_Task goal_
Report every line in the listing that contains the string "info".

_Data shown_
-=-=-=-=-

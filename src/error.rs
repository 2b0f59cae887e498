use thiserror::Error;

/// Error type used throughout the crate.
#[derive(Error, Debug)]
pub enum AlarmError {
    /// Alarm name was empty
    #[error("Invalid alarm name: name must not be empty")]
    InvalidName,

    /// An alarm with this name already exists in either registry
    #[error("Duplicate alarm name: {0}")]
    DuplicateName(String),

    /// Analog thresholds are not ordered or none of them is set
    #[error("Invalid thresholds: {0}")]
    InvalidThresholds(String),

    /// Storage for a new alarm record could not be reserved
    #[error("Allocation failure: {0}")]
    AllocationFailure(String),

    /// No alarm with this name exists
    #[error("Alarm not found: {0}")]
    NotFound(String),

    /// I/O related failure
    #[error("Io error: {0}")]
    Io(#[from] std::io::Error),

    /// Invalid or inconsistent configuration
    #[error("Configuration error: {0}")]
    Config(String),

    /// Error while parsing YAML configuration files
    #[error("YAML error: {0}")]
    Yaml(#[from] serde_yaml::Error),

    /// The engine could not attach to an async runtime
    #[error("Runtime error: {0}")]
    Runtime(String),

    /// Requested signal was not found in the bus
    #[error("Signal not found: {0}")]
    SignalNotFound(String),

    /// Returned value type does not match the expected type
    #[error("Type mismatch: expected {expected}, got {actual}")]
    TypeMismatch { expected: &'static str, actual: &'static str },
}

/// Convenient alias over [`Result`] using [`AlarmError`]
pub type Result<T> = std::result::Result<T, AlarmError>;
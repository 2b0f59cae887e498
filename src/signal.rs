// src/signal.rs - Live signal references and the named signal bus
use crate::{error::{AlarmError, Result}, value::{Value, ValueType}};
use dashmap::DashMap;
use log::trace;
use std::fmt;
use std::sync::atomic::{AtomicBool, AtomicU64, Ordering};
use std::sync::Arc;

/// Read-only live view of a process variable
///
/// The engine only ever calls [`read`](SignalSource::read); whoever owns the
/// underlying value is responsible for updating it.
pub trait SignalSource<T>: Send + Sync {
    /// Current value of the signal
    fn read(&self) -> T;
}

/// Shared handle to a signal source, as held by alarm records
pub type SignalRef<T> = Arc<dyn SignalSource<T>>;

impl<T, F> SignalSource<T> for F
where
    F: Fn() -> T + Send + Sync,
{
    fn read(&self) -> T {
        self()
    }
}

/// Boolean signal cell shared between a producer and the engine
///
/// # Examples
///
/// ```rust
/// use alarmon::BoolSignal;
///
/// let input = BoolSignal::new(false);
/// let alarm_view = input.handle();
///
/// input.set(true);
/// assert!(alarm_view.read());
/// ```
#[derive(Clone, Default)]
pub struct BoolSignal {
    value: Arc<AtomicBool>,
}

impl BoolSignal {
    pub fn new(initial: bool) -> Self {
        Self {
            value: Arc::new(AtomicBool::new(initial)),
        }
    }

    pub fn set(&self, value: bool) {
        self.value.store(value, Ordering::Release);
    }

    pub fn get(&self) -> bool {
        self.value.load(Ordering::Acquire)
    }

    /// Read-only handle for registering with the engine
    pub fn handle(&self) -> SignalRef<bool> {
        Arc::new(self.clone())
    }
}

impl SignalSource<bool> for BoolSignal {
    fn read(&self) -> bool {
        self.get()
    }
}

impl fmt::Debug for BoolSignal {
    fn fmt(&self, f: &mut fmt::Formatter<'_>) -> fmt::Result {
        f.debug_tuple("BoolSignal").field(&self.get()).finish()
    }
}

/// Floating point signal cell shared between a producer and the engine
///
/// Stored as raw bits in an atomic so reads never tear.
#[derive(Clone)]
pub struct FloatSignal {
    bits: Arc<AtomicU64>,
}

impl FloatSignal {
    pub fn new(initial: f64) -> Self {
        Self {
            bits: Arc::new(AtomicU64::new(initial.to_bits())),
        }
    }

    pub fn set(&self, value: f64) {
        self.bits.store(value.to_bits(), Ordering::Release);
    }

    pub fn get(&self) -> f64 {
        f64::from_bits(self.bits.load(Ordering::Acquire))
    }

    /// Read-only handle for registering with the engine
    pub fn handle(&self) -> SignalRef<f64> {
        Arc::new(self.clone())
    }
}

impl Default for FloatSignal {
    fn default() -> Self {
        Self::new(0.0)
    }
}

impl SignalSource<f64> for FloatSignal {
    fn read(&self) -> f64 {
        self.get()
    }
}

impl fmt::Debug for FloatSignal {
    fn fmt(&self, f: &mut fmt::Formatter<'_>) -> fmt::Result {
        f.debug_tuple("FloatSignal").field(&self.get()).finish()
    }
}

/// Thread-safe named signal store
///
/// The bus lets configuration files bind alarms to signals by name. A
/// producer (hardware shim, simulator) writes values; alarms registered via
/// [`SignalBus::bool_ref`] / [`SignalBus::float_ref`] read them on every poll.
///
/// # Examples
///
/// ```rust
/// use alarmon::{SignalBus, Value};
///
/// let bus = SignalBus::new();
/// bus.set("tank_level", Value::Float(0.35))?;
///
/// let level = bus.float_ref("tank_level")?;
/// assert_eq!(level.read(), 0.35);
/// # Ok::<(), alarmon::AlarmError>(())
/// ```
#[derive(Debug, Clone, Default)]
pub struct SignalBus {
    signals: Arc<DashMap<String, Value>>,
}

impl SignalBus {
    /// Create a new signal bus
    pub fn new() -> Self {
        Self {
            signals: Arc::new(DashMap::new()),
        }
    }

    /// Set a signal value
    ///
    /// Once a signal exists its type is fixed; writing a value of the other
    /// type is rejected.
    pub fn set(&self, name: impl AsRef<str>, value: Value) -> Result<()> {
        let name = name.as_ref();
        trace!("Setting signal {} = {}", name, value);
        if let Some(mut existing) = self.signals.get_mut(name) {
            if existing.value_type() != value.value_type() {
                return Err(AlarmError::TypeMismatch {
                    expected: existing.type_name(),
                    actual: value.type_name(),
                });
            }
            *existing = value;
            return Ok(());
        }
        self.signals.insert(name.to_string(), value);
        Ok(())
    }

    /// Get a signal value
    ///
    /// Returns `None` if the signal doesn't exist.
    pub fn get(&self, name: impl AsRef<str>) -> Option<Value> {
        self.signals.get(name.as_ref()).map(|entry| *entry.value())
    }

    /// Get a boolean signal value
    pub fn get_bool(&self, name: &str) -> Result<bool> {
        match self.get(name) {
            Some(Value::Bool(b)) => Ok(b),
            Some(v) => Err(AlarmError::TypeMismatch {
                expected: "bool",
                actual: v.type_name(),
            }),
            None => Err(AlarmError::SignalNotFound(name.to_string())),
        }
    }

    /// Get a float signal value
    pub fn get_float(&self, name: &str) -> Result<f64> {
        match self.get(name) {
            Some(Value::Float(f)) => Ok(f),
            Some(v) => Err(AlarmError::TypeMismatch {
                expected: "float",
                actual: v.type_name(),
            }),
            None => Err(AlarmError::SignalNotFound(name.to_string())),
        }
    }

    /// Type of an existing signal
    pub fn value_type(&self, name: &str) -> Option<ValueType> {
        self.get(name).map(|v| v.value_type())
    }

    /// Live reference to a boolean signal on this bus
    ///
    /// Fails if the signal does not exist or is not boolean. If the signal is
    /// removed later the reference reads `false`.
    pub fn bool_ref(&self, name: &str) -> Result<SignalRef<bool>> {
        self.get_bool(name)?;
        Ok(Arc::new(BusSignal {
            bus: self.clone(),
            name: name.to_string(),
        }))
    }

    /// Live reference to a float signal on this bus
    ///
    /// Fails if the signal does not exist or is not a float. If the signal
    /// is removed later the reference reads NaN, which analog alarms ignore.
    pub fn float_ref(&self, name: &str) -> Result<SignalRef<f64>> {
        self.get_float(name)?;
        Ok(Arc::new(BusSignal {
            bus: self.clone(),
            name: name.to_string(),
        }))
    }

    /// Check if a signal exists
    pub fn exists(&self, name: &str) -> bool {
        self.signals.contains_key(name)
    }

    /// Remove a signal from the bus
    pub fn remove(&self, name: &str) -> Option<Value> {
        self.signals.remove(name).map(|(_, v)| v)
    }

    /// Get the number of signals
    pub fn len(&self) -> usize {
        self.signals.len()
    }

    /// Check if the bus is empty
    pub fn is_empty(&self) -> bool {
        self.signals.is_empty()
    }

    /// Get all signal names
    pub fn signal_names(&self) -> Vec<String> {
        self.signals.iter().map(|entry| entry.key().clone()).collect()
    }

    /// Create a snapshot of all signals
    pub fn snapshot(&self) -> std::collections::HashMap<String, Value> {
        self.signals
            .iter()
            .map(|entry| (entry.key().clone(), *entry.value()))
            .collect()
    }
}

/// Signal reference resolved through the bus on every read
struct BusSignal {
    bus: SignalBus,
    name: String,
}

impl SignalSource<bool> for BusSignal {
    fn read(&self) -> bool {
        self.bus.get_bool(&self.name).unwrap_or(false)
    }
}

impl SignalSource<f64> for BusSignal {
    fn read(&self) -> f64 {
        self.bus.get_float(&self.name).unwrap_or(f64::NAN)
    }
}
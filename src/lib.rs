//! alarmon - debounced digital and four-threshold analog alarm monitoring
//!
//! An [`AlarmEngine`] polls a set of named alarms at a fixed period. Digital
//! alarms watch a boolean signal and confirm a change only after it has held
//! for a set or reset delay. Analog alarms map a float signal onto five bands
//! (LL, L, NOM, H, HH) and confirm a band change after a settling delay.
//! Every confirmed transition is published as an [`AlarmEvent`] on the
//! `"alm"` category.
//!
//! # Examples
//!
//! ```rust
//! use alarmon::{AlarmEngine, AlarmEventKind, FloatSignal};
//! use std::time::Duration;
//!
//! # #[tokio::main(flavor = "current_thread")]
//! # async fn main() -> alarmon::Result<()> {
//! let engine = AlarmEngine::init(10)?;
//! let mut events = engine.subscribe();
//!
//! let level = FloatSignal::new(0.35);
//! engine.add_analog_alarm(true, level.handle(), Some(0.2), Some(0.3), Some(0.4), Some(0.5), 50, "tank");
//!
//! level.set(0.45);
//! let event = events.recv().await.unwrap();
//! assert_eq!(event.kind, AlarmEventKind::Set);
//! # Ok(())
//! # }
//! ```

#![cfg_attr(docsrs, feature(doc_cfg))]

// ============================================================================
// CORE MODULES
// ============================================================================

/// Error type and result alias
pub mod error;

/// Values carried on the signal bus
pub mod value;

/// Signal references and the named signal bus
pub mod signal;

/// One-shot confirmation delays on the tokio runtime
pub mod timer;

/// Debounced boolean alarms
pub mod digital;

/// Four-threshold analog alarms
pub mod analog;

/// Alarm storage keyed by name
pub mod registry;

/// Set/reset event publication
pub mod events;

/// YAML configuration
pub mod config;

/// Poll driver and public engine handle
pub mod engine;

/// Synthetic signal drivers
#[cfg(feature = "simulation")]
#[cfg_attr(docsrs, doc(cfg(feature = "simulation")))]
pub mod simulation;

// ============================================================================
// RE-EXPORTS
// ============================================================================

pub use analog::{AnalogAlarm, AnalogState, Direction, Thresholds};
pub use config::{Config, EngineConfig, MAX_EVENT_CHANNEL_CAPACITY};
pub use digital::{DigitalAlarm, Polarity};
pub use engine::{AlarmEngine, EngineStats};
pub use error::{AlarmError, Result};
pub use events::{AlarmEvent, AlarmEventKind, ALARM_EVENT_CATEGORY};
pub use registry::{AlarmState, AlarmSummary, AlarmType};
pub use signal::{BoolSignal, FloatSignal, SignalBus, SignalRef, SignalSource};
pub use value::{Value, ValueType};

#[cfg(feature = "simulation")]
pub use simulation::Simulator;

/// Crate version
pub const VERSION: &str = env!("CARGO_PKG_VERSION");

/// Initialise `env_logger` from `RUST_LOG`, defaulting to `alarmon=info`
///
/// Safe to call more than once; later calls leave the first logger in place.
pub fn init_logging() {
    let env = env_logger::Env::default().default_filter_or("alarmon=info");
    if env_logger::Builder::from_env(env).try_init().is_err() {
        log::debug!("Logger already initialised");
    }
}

-=-=-=-=-

_Reply to the exercise_
/// Initialise `env_logger` from `RUST_LOG`, defaulting to `alarmon=info`
    let env = env_logger::Env::default().default_filter_or("alarmon=info");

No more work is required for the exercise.